BEGIN DATA PROVIDED
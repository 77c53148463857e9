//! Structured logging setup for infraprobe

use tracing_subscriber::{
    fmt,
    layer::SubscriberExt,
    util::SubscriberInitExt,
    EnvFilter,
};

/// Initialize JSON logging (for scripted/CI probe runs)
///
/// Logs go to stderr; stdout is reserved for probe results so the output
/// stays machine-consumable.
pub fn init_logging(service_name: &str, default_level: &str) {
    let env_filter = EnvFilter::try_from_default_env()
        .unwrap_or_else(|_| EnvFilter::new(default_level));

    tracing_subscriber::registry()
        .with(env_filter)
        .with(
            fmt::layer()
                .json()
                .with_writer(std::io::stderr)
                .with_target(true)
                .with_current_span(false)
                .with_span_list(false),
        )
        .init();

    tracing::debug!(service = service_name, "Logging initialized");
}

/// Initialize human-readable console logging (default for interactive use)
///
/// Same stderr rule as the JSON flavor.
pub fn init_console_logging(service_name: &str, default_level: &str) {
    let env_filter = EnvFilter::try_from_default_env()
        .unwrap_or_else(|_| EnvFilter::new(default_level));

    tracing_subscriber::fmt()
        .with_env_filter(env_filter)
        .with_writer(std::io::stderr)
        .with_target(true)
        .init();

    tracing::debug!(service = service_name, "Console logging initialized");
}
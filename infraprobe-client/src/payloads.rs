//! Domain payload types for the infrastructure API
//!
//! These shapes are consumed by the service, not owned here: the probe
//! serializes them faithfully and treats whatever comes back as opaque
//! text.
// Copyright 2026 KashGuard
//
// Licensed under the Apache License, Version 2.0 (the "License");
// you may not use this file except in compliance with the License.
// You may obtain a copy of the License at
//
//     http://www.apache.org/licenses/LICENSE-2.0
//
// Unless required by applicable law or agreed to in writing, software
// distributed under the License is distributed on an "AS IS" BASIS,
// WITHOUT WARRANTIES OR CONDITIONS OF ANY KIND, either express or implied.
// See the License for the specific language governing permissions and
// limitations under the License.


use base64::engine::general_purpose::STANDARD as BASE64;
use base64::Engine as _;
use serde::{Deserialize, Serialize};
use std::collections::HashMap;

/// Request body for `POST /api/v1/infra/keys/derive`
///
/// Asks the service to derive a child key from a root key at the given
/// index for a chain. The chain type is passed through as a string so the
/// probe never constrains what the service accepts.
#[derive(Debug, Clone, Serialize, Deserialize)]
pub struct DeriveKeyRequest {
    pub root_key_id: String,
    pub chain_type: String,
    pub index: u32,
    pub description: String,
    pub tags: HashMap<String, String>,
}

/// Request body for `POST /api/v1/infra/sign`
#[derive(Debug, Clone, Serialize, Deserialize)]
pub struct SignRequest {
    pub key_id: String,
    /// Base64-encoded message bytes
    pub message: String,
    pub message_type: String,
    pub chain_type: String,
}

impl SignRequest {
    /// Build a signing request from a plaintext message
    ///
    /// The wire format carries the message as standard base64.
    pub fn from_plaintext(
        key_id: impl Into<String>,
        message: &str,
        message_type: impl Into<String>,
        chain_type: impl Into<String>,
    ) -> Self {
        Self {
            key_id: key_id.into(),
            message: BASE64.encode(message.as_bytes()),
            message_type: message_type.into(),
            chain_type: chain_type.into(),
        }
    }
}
END DATA PROVIDED
### PROBLEM STATEMENT
Your answer must consist of every line above, transcribed verbatim.

### TASK ANSWER
repository 77c53148463857e9
//! Structured logging setup for infraprobe

use tracing_subscriber::{
    fmt,
    layer::SubscriberExt,
    util::SubscriberInitExt,
    EnvFilter,
};

/// Initialize JSON logging (for scripted/CI probe runs)
///
/// Logs go to stderr; stdout is reserved for probe results so the output
/// stays machine-consumable.
pub fn init_logging(service_name: &str, default_level: &str) {
    let env_filter = EnvFilter::try_from_default_env()
        .unwrap_or_else(|_| EnvFilter::new(default_level));

    tracing_subscriber::registry()
        .with(env_filter)
        .with(
            fmt::layer()
                .json()
                .with_writer(std::io::stderr)
                .with_target(true)
                .with_current_span(false)
                .with_span_list(false),
        )
        .init();

    tracing::debug!(service = service_name, "Logging initialized");
}

/// Initialize human-readable console logging (default for interactive use)
///
/// Same stderr rule as the JSON flavor.
pub fn init_console_logging(service_name: &str, default_level: &str) {
    let env_filter = EnvFilter::try_from_default_env()
        .unwrap_or_else(|_| EnvFilter::new(default_level));

    tracing_subscriber::fmt()
        .with_env_filter(env_filter)
        .with_writer(std::io::stderr)
        .with_target(true)
        .init();

    tracing::debug!(service = service_name, "Console logging initialized");
}
filename infraprobe-client/src/payloads.rs
//! Domain payload types for the infrastructure API
//!
//! These shapes are consumed by the service, not owned here: the probe
//! serializes them faithfully and treats whatever comes back as opaque
//! text.
// Copyright 2026 KashGuard
//
// Licensed under the Apache License, Version 2.0 (the "License");
// you may not use this file except in compliance with the License.
// You may obtain a copy of the License at
//
//     http://www.apache.org/licenses/LICENSE-2.0
//
// Unless required by applicable law or agreed to in writing, software
// distributed under the License is distributed on an "AS IS" BASIS,
// WITHOUT WARRANTIES OR CONDITIONS OF ANY KIND, either express or implied.
// See the License for the specific language governing permissions and
// limitations under the License.


use base64::engine::general_purpose::STANDARD as BASE64;
use base64::Engine as _;
use serde::{Deserialize, Serialize};
use std::collections::HashMap;

/// Request body for `POST /api/v1/infra/keys/derive`
///
/// Asks the service to derive a child key from a root key at the given
/// index for a chain. The chain type is passed through as a string so the
/// probe never constrains what the service accepts.
#[derive(Debug, Clone, Serialize, Deserialize)]
pub struct DeriveKeyRequest {
    pub root_key_id: String,
    pub chain_type: String,
    pub index: u32,
    pub description: String,
    pub tags: HashMap<String, String>,
}

/// Request body for `POST /api/v1/infra/sign`
#[derive(Debug, Clone, Serialize, Deserialize)]
pub struct SignRequest {
    pub key_id: String,
    /// Base64-encoded message bytes
    pub message: String,
    pub message_type: String,
    pub chain_type: String,
}

impl SignRequest {
    /// Build a signing request from a plaintext message
    ///
    /// The wire format carries the message as standard base64.
    pub fn from_plaintext(
        key_id: impl Into<String>,
        message: &str,
        message_type: impl Into<String>,
        chain_type: impl Into<String>,
    ) -> Self {
        Self {
            key_id: key_id.into(),
            message: BASE64.encode(message.as_bytes()),
            message_type: message_type.into(),
            chain_type: chain_type.into(),
        }
    }
}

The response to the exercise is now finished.